This is a very US culture war take. Places like Japan and the Scandinavian countries also worry about low birth rates, but (eg) criminalizing abortion is simply not on the table.
Even outside of abortion, a lot of discussion is about wanting women back in the kitchen, dependent on partner. Simultaneously being forced to marry to have resources and simultaneously being unable to leave it things dont work well
In Scandinavia women are a part of the draft and parental leave is being equalized such that men can leave the workforce as long as women to take care of kids.
There is no pressure for women to get kids at all (besides what their mother might say).
> Now that it’s become impossible to pretend that a fœtus is anything other than a separate human, the debate has become about whether it’s a justified homicide or not.
This is a very theocratic answer.
I know zero people who regard a fetus as "a separate human". Last time I did, it was the 90s and I was in a Catholic secondary school in the UK. Since then, even famously-Catholic Ireland has liberalised their abortion laws.
That one can also make an argument that says "it doesn't even matter if you think they're a separate human or not, we don't force people do donate kidneys and that has the same risk as a pregnancy", doesn't change the fact that even thinking a foetus is a person is primarily a religious position at this point.

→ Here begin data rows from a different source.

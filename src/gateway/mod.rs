//! The three protocol verbs the translation layer needs, bound to one connection session.

mod headers;
#[cfg(feature = "http")]
pub mod http;
mod rows;

use std::collections::BTreeMap;
use std::sync::Arc;

use async_trait::async_trait;
use futures_util::TryStreamExt;

use crate::error::SqlMiddlewareDbError;
use crate::render::{NamedParams, RenderedQuery};
use crate::results::JsonRow;
use crate::session::ConnectionSession;
use crate::statement::TableRef;
use crate::types::RowValues;

pub use headers::{
    HeaderValue, QUERY_ID_HEADER, ResponseHeaders, SUMMARY_HEADER, WriteSummary,
};
pub use rows::{RowStream, json_each_row, rows_from_vec};

/// Server settings sent with a request.
pub type Settings = BTreeMap<String, String>;

/// Accept date-only and timestamp literals in any common shape.
pub const DATE_TIME_INPUT_FORMAT: (&str, &str) = ("date_time_input_format", "best_effort");
/// Hold the response until the statement has fully completed on the server.
pub const WAIT_END_OF_QUERY: (&str, &str) = ("wait_end_of_query", "1");

/// Rendered SQL sent as a query or a command.
#[derive(Debug, Clone, PartialEq)]
pub struct SqlRequest {
    pub sql: String,
    pub params: Option<NamedParams>,
    pub session_id: String,
    pub settings: Settings,
}

/// Bulk columnar write: a header of column names followed by row tuples.
#[derive(Debug, Clone, PartialEq)]
pub struct InsertRequest {
    pub table: TableRef,
    pub columns: Vec<String>,
    pub rows: Vec<Vec<RowValues>>,
    pub session_id: String,
    pub settings: Settings,
}

/// Row-returning response: metadata up front, rows on demand.
pub struct QueryHandle {
    headers: ResponseHeaders,
    rows: RowStream,
}

impl QueryHandle {
    pub fn new(headers: ResponseHeaders, rows: RowStream) -> Self {
        Self { headers, rows }
    }

    #[must_use]
    pub fn headers(&self) -> &ResponseHeaders {
        &self.headers
    }

    /// Read every remaining row.
    ///
    /// # Errors
    /// Returns the first transport or decoding error hit while reading the body.
    pub async fn rows(self) -> Result<Vec<JsonRow>, SqlMiddlewareDbError> {
        self.rows.try_collect().await
    }

    /// Hand the rows over as a lazy stream.
    #[must_use]
    pub fn into_stream(self) -> RowStream {
        self.rows
    }
}

impl std::fmt::Debug for QueryHandle {
    fn fmt(&self, f: &mut std::fmt::Formatter<'_>) -> std::fmt::Result {
        f.debug_struct("QueryHandle")
            .field("headers", &self.headers)
            .field("rows", &"<stream>")
            .finish()
    }
}

/// Network client for one ClickHouse endpoint.
///
/// Implementations must tolerate several requests in flight from the same handle.
#[async_trait]
pub trait ClickhouseTransport: Send + Sync {
    /// Run a row-returning statement.
    async fn query(&self, request: SqlRequest) -> Result<QueryHandle, SqlMiddlewareDbError>;

    /// Bulk-insert literal rows.
    async fn insert(&self, request: InsertRequest) -> Result<WriteSummary, SqlMiddlewareDbError>;

    /// Run a statement for its side effects only.
    async fn command(&self, request: SqlRequest)
    -> Result<ResponseHeaders, SqlMiddlewareDbError>;
}

/// One transport plus the session every request is tagged with.
#[derive(Clone)]
pub struct Gateway {
    transport: Arc<dyn ClickhouseTransport>,
    session: ConnectionSession,
}

impl Gateway {
    pub fn new(transport: Arc<dyn ClickhouseTransport>, session: ConnectionSession) -> Self {
        Self { transport, session }
    }

    #[must_use]
    pub fn session(&self) -> &ConnectionSession {
        &self.session
    }

    fn settings(extra: &[(&str, &str)]) -> Settings {
        std::iter::once(DATE_TIME_INPUT_FORMAT)
            .chain(extra.iter().copied())
            .map(|(k, v)| (k.to_string(), v.to_string()))
            .collect()
    }

    fn sql_request(&self, query: RenderedQuery, extra: &[(&str, &str)]) -> SqlRequest {
        let (sql, params) = match query {
            RenderedQuery::Inline(sql) => (sql, None),
            RenderedQuery::Named { sql, params } => (sql, Some(params)),
        };
        SqlRequest {
            sql,
            params,
            session_id: self.session.id().to_string(),
            settings: Self::settings(extra),
        }
    }

    /// # Errors
    /// Propagates the transport's error unchanged.
    pub async fn query(&self, query: RenderedQuery) -> Result<QueryHandle, SqlMiddlewareDbError> {
        tracing::debug!(session = %self.session.id(), sql = %query.sql(), "clickhouse query");
        self.transport.query(self.sql_request(query, &[])).await
    }

    /// # Errors
    /// Propagates the transport's error unchanged.
    pub async fn insert(
        &self,
        table: TableRef,
        columns: Vec<String>,
        rows: Vec<Vec<RowValues>>,
    ) -> Result<WriteSummary, SqlMiddlewareDbError> {
        tracing::debug!(
            session = %self.session.id(),
            table = %table.qualified(),
            rows = rows.len(),
            "clickhouse bulk insert"
        );
        let request = InsertRequest {
            table,
            columns,
            rows,
            session_id: self.session.id().to_string(),
            settings: Self::settings(&[]),
        };
        self.transport.insert(request).await
    }

    /// # Errors
    /// Propagates the transport's error unchanged.
    pub async fn command(
        &self,
        query: RenderedQuery,
    ) -> Result<ResponseHeaders, SqlMiddlewareDbError> {
        tracing::debug!(session = %self.session.id(), sql = %query.sql(), "clickhouse command");
        self.transport
            .command(self.sql_request(query, &[WAIT_END_OF_QUERY]))
            .await
    }
}

impl std::fmt::Debug for Gateway {
    fn fmt(&self, f: &mut std::fmt::Formatter<'_>) -> std::fmt::Result {
        f.debug_struct("Gateway")
            .field("session", &self.session)
            .field("transport", &"<ClickhouseTransport>")
            .finish()
    }
}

I believe the point is "separate, as in not the same as the mother". It's not the mother - it has different DNA. This is the problem with the whole "a woman's right to do what she wants with her own body" response: It's not her body. Or at least, it's not all her body. Part of it is a different individual. And so her right to do what she wants with her own body is inextricably intertwined with another individual that she does not have that same right over.
But, in the sense that you took it: We currently can save children born prematurely at 22 weeks. Normally such a child would live within and attached to the mother for another 18 weeks, but if we need to, such a child can live outside but attached to a bunch of machines.
So, at least separable, even if not usually separate.
>This is the problem with the whole "a woman's right to do what she wants with her own body" response: It's not her body.
It is. Or so I claim. Renders the rest of the argument moot.
Also, no woman is aborting fetuses for fun. The whole issue is a waste of time and just a way to get people riled up for no reason, at the expense of women losing rights because doctors now have to watch their back for even more liability.
You would be surprised. I know of some "women rights activists" who basically do this for bragging rights, or maybe some kind of "rite of passage". And some doctors who talk about aborting 9 month fetuses as if it was giving them a boner.
I also know a celebrity who had an abortion, because she didn't feel like moving to a bigger apartment (which she could easily afford, given that she and her partner are making millions in income).
It’s a lie, not just outside the norm. Later term abortions are all for medical reasons. See data in MotherJones link.
But people against women’s rights will have you believe there is some sort of epidemic where women are choosing to go through 8 months of pregnancy, and then wake up in an evil mood, go to the doctor’s office, and order an abortion off the combo menu to get their jollies off.
And if that wasn’t crazy enough, that there are doctors that would just go ahead and do it.
It is not homicide and never was. The homicide point is just an excuse.People who want to criminalise abortion do not care about lives after being born in the slightest.
It is about punishing women for sex about wanting them to suffer if they have risky pregnancy.
We need to stop pretending conservatives have honest motivations.
I’m pro choice but when I was at a catholic high school my peers and the adults seemed genuinely convinced that abortion was literally killing a human - akin to infanticide. I think many of them indeed opposed abortion based on this. It’s part of why the debate was intractable - it even brings in the hard problem of consciousness, and we don’t have an answer to that.